Geopend van dinsdag tot en met zaterdag van 10u tot 17u. Gesloten op zon-en feestdagen.
Maandag op afspraak.
Aarzel niet om ons te contacteren via e-mail: info@oldtimerfarm.be of bel het nummer +32 472 40 13 38
De oprichting van het merk dateert uit 1899, toen het de Ohio Automobile Company heette. Het werd Packard in 1902 en het hoofdkantoor verhuisde van Warren, Ohio naar het auto-mekka, Detroit. De oprichters, de gebroeders Packard, blijven in Warren en het is de financier Henry Bourne Joy die het bedrijf zal leiden. De eerste Packard is een runabout-model (Amerikaanse aanduiding van de Engelse Spyder) met een enkele cilinder, maar waarvan de constructie bijzonder netjes is. Naast de productie van auto's leverde Packard tijdens de Eerste Wereldoorlog vliegtuigmotoren aan de Amerikaanse jagermacht. Op basis van de ervaring die hij tijdens het conflict had opgedaan, ontwikkelde ingenieur Jesse Vincent de allereerste 1v12-motor in de geschiedenis. Packard genoot toen succes bij de (zeer) rijke klasse, zoals Auburn, Cadillac en Lincoln. Na verschillende fortuinen, zowel na de crisis van 1929 als na de Tweede Wereldoorlog, fuseerde Packard in 1954 met Studebaker. De laatste Packard werd gebouwd in 1958 en de naam Packard verdween in 1962, amper twee jaar voor het tragische einde van Studebaker ( Studebaker verdween uiteindelijk in 1966, na een laatste en mislukte poging om in Canada te opereren).

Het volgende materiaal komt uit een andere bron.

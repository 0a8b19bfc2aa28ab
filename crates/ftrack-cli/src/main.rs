//! ftrack CLI: frequently and recently used folders
//!
//! Commands: open, visit, list, pin, unpin, rm, clear, prune, import,
//! shell, completions

mod action;
mod format;
mod shell;

use std::io::{self, IsTerminal};
use std::path::PathBuf;
use std::process::ExitCode;

use anyhow::{bail, Context};
use clap::{CommandFactory, Parser};
use tracing_subscriber::{layer::SubscriberExt, util::SubscriberInitExt};

use ftrack_core::SortKey;
use ftrack_shell::{AppPaths, SystemLauncher, Tracker};

use crate::action::{execute, Action, Reply};
use crate::format::{format_records, OutputFormat};

#[derive(Parser)]
#[command(name = "ftrack")]
#[command(version)]
#[command(about = "Keep track of the folders you open most, pinned ones first")]
struct Cli {
    /// Directory holding history.db and config.json
    #[arg(long, global = true, env = "FTRACK_DATA_DIR")]
    data_dir: Option<PathBuf>,

    /// Program used to show folders (default: explorer / open / xdg-open)
    #[arg(long, global = true, env = "FTRACK_BROWSER")]
    browser: Option<String>,

    /// More log output on stderr (-v info, -vv debug)
    #[arg(short, long, global = true, action = clap::ArgAction::Count)]
    verbose: u8,

    #[command(subcommand)]
    command: Option<Commands>,
}

#[derive(clap::Subcommand)]
enum Commands {
    /// Open a folder (or a file's folder) and record the visit
    #[command(alias = "o")]
    Open {
        /// Defaults to the folder opened last
        path: Option<String>,
    },
    /// Record a visit without opening anything
    Visit { path: String },
    /// Show the history, pinned folders first
    #[command(alias = "ls")]
    List {
        /// frequency, recency, or path
        #[arg(short, long, default_value = "frequency")]
        sort: SortKey,
        /// Ascending instead of descending
        #[arg(long)]
        asc: bool,
        #[arg(short, long, value_enum, default_value_t = OutputFormat::Table)]
        format: OutputFormat,
    },
    /// Keep a folder at the top of the list
    Pin { path: String },
    /// Release a pinned folder
    Unpin { path: String },
    /// Delete one record
    #[command(alias = "remove")]
    Rm { path: String },
    /// Delete every record
    Clear {
        /// Do not ask for confirmation
        #[arg(short, long)]
        yes: bool,
    },
    /// Delete records of folders that no longer exist
    Prune,
    /// Merge a history database from an older release
    Import { source: PathBuf },
    /// Interactive session
    Shell,
    /// Print shell completions
    Completions { shell: clap_complete::Shell },
}

fn init_logging(verbose: u8) {
    let default = match verbose {
        0 => "warn",
        1 => "info",
        _ => "debug",
    };
    tracing_subscriber::registry()
        .with(
            tracing_subscriber::EnvFilter::try_from_default_env()
                .unwrap_or_else(|_| default.into()),
        )
        .with(tracing_subscriber::fmt::layer().with_writer(io::stderr))
        .init();
}

fn main() -> ExitCode {
    let cli = Cli::parse();
    init_logging(cli.verbose);

    match run(cli) {
        Ok(()) => ExitCode::SUCCESS,
        Err(e) => {
            eprintln!("error: {e:#}");
            ExitCode::FAILURE
        }
    }
}

fn run(cli: Cli) -> anyhow::Result<()> {
    if let Some(Commands::Completions { shell }) = cli.command {
        clap_complete::generate(shell, &mut Cli::command(), "ftrack", &mut io::stdout());
        return Ok(());
    }

    let paths = AppPaths::resolve(cli.data_dir.as_deref())?;
    let mut tracker = Tracker::open_default(&paths, SystemLauncher::new(cli.browser))
        .with_context(|| format!("cannot open history in {}", paths.data_dir().display()))?;

    let result = dispatch(&mut tracker, cli.command);
    let closed = tracker.shutdown().context("failed to save history");
    result.and(closed)
}

fn dispatch(tracker: &mut Tracker, command: Option<Commands>) -> anyhow::Result<()> {
    let (action, format) = match command {
        None => (
            Action::List {
                sort: SortKey::Frequency,
                descending: true,
            },
            OutputFormat::Table,
        ),
        Some(Commands::List { sort, asc, format }) => (
            Action::List {
                sort,
                descending: !asc,
            },
            format,
        ),
        Some(Commands::Open { path }) => (
            path.map_or(Action::OpenLast, Action::Open),
            OutputFormat::Table,
        ),
        Some(Commands::Visit { path }) => (Action::Visit(path), OutputFormat::Table),
        Some(Commands::Pin { path }) => (Action::Pin(path), OutputFormat::Table),
        Some(Commands::Unpin { path }) => (Action::Unpin(path), OutputFormat::Table),
        Some(Commands::Rm { path }) => (Action::Remove(path), OutputFormat::Table),
        Some(Commands::Clear { yes }) => {
            if !yes && !confirm("delete ALL records? [y/N] ")? {
                bail!("history not cleared (pass --yes to skip the question)");
            }
            (Action::Clear, OutputFormat::Table)
        }
        Some(Commands::Prune) => (Action::Prune, OutputFormat::Table),
        Some(Commands::Import { source }) => (Action::Import(source), OutputFormat::Table),
        Some(Commands::Shell) => {
            let stdin = io::stdin();
            let mut stdout = io::stdout();
            return shell::run(tracker, stdin.lock(), &mut stdout).context("shell i/o failed");
        }
        Some(Commands::Completions { .. }) => return Ok(()),
    };

    let reply = execute(tracker, action)?;
    if let Reply::Listing(records) = &reply {
        println!("{}", format_records(records, format));
        return Ok(());
    }
    let message = reply.message().unwrap_or_default();
    if matches!(reply, Reply::Stale(_)) {
        // Reported as a failure so scripts notice the folder is gone.
        bail!("{message}");
    }
    println!("{message}");
    Ok(())
}

/// Ask on stderr; only an interactive "y" counts as yes.
fn confirm(question: &str) -> anyhow::Result<bool> {
    if !io::stdin().is_terminal() {
        return Ok(false);
    }
    eprint!("{question}");
    let mut answer = String::new();
    io::stdin().read_line(&mut answer)?;
    Ok(matches!(answer.trim().to_ascii_lowercase().as_str(), "y" | "yes"))
}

De Packard Eight, ook wel bekend als de One-Twenty-One-serie (120), werd geproduceerd van 1935 tot 1937 en vervolgens van 1939 tot 1941. Het was gericht op een iets minder elitair klantenkring dan de twaalfcilinders van het merk, auto's die destijds wedijverde met de Lincoln en andere Cadillacs. De crisis van 1929 was daar inderdaad voorbij en de enige luxe voertuigen waren niet meer voldoende om de levensduur van het bedrijf te garanderen. De ontwikkeling van de 120, van ontwerp tot dealer, ging dan ook razendsnel. Maar in de Verenigde Staten betekent 'auto uit het middensegment' niet hetzelfde als bij ons: hij was indrukwekkend, had grotendeels "voldoende" afmetingen en kon worden afgenomen in coupés, cabrio's, sedans met twee of vier deuren. Onder de motorkap bevond zich een achtcilinder-in-lijn die 110 en daarna 120 pk kon ontwikkelen. Een ander voordeel was het feit dat de prijzen in het middensegment die verband houden met het prestige van de naam, betekenden dat auto's in het eerste jaar 25.000 exemplaren verkocht, terwijl de rest van het assortiment slechts 7.000 kopers vond, alle modellen samen. Aan het einde van zijn carrière in 1941 kon de Eight acht verschillende lichamen herbergen. Tijdens de zeven jaar dat de Eight in productie was, werden er meer dan 175.000 exemplaren verkocht.